Section 1 of Appendix B of the source report included system costs for several projects. The example below summarizes costs for variable pricing on new express lanes.
In the mid-1990s express toll lanes were constructed in the median of SR-91 to improve travel between Orange County and southern Los Angeles. The expressway was designed with no intermediate exits or entrances, and the toll lanes were separated from general-purpose lanes by a painted buffer and plastic pylons. In December of 1995, the express lanes were opened. Since the overall goal was to maintain free-flowing traffic in all toll lanes, dynamic pricing based on real-time traffic data was not required. Toll schedules could be preset and updated periodically based on general trends in traffic data relative to time of day, day of week, and direction of travel.

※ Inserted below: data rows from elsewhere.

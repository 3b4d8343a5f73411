use axum::{
    extract::{Path, Query, State},
    http::StatusCode,
    response::Json,
};
use serde::Deserialize;
use uuid::Uuid;

use crate::error::Result;
use crate::models::recommendation::{
    CreateRecommendation, RecommendationFilter, UpdateRecommendationDraft,
};
use crate::models::Recommendation;
use crate::recommendations::generator::GenerationReport;
use crate::state::AppState;

/// Batch generation request body.
#[derive(Debug, Default, Deserialize)]
pub struct GenerateRequest {
    /// Maximum number of overdue invoices to cover
    pub limit: Option<i64>,
}

/// Handles GET requests to `/api/recommendations`.
pub async fn list_handler(
    State(state): State<AppState>,
    Query(filter): Query<RecommendationFilter>,
) -> Result<Json<Vec<Recommendation>>> {
    Ok(Json(state.recommendations.list(&filter).await?))
}

/// Recommendation generation endpoint handler.
///
/// Handles POST requests to `/api/recommendations` for one customer and
/// invoice pair.
///
/// # Returns
///
/// `201 Created` with the pending recommendation.
pub async fn create_handler(
    State(state): State<AppState>,
    Json(request): Json<CreateRecommendation>,
) -> Result<(StatusCode, Json<Recommendation>)> {
    let rec = state
        .recommendations
        .generate(request.customer_id, request.invoice_id)
        .await?;
    Ok((StatusCode::CREATED, Json(rec)))
}

/// Batch generation endpoint handler.
///
/// Handles POST requests to `/api/recommendations/generate`, covering
/// overdue invoices that have no active recommendation yet.
pub async fn generate_handler(
    State(state): State<AppState>,
    Json(request): Json<GenerateRequest>,
) -> Result<Json<GenerationReport>> {
    Ok(Json(
        state
            .recommendations
            .generate_for_overdue(request.limit)
            .await?,
    ))
}

/// Handles GET requests to `/api/recommendations/:id`.
pub async fn get_handler(
    State(state): State<AppState>,
    Path(id): Path<Uuid>,
) -> Result<Json<Recommendation>> {
    Ok(Json(state.recommendations.get(id).await?))
}

/// Draft edit endpoint handler.
///
/// Handles PATCH requests to `/api/recommendations/:id`. Only pending
/// recommendations can be edited.
pub async fn update_handler(
    State(state): State<AppState>,
    Path(id): Path<Uuid>,
    Json(update): Json<UpdateRecommendationDraft>,
) -> Result<Json<Recommendation>> {
    Ok(Json(
        state
            .recommendations
            .update_draft(id, &update.draft_content)
            .await?,
    ))
}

In order for the system to operate, vehicles traveling in the express lanes were required to have an in-vehicle transponder (FasTrakTM) to communicate with roadside equipment at full highways speeds. The system automatically deducted tolls from prepaid accounts. In 2007, the toll schedule was set at $9.50 during the busiest half-hour, and HOV3+ was allowed a 50 percent discount (currently there is no charge for HOV3+).
The four-lane 10-mile-long express lanes toll facility was constructed for approximately $134 million in private funds. The author noted, however, that the initial costs did not involve new right of way, interchange modifications, or intermediate access/egress points resulting in a cost of about $3.0 million per lane mile versus $10 million or more per lane mile for typical major urban freeway construction. The developer indicated the facility had "acceptable financial performance." In 1996, annual income (revenue less expenses) was estimated at $733,000. In 2001 annual income had increased to $13.7 million.
In January 2003, the Orange County Transportation Authority (OCTA) purchased the project for $207.5 million and began public operations. A benefit-to-cost analysis favored the express lanes over a carpool lanes alternative. The express lanes had a higher net present value compared to the carpool lanes ($490 million versus $303 million ), largely due to the higher travel time savings in spite of the higher operating costs.
Four-lane 10-mile long limited access variable toll facility: $207.5 million (2003).